On the other hand, De-Loused in the Comatorium is a surprisingly inaccessible record. For starters, it’s an hourlong concept album about a friend’s suicide. And almost half of the songs exceed the seven-minute mark, with “Cicatriz ESP” going over 12. This, of course, positively screams “progressive rock”—for which Zavala apologizes on the band’s Web site: “I just hope people don’t picture some keyboard player in a cape trying to present this music as Mars Volta On Ice.”

He needn’t worry. De-Loused sounds nothing like Yes. But it also sounds nothing like contemporary alt-rock. Unlike At the Drive-In’s particular reinvention of the wheel, the Mars Volta’s music does more than master the standard set of postpunk signifiers—monochromatic octave chords, unfunky funk beats, emotive screaming. De-Loused parses the genre and its influences, revealing a musical curiosity that’s interested in more than just the first Gang of Four record.

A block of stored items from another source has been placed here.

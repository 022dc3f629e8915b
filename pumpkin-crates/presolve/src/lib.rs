//! Presolve reductions for constraint programming models based on dominance between variables.
//!
//! A [`Model`] is wrapped in a [`PresolveContext`], which keeps track of the variable usage, the
//! affine relations between variables and an optional solution hint. The reductions in
//! [`dominance`] then shrink the domains and rewrite the constraints of the model while
//! preserving at least one optimal solution, keeping the hint feasible when it was feasible.
//!
//! # Example
//! ```rust
//! # use pumpkin_presolve::dominance::detect_dominance_relations;
//! # use pumpkin_presolve::dominance::DominanceOptions;
//! # use pumpkin_presolve::model::Constraint;
//! # use pumpkin_presolve::model::ConstraintKind;
//! # use pumpkin_presolve::model::Model;
//! # use pumpkin_presolve::model::Objective;
//! # use pumpkin_presolve::containers::StorageKey;
//! # use pumpkin_presolve::model::ConstraintId;
//! # use pumpkin_presolve::PresolveContext;
//! let mut model = Model::default();
//! let x = model.new_boolean();
//! let y = model.new_boolean();
//! let _ = model.add_constraint(Constraint::new(ConstraintKind::BoolOr(vec![
//!     x.positive(),
//!     y.positive(),
//! ])));
//! model.set_objective(Objective::minimise([(x.positive(), 2), (y.positive(), 1)]));
//!
//! let mut context = PresolveContext::new(model);
//! detect_dominance_relations(&mut context, &DominanceOptions::default())
//!     .expect("the model is feasible");
//!
//! // `y` is cheaper and satisfies the clause whenever `x` does, so `x -> y` is added.
//! assert_eq!(
//!     context.constraint(ConstraintId::create_from_index(1)),
//!     &Constraint::implication(x.positive(), y.positive())
//! );
//! ```
pub(crate) mod basic_types;
pub mod containers;
pub(crate) mod context;
pub(crate) mod math;
pub(crate) mod pumpkin_asserts;

pub mod dominance;
pub mod model;
pub mod statistics;

pub use convert_case;

pub use crate::basic_types::Domain;
pub use crate::basic_types::PresolveError;
pub use crate::context::AffineRelation;
pub use crate::context::PresolveContext;
pub use crate::context::Relation;
pub use crate::context::SolutionCrush;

When the Mars boys aren’t making themselves at home with Ian MacKaye’s intellectual property—which isn’t as often as Rodriguez-Lopez and Zavala used to—they also touch on echofied reggae (keyboardist Isaiah Owens played with the Long Beach Dub All-Stars), funk-informed Afrobeat (drummer Jon Theodore defected from Washington Fela worshipers Golden), and art-nerd psychedelia (to judge by Rodriguez-Lopez’s superfuzz solos, he’s been studying at Robert Fripp’s guitar camp). The finest example of this stylistic mishmash is the opener, “Son et Lumiere”/”Inertiatic ESP,” which sprints out of the punk starting gate only to detour into an effect-laden dub breakdown and finish amid an ambient shower of backward guitar and cymbal noodling.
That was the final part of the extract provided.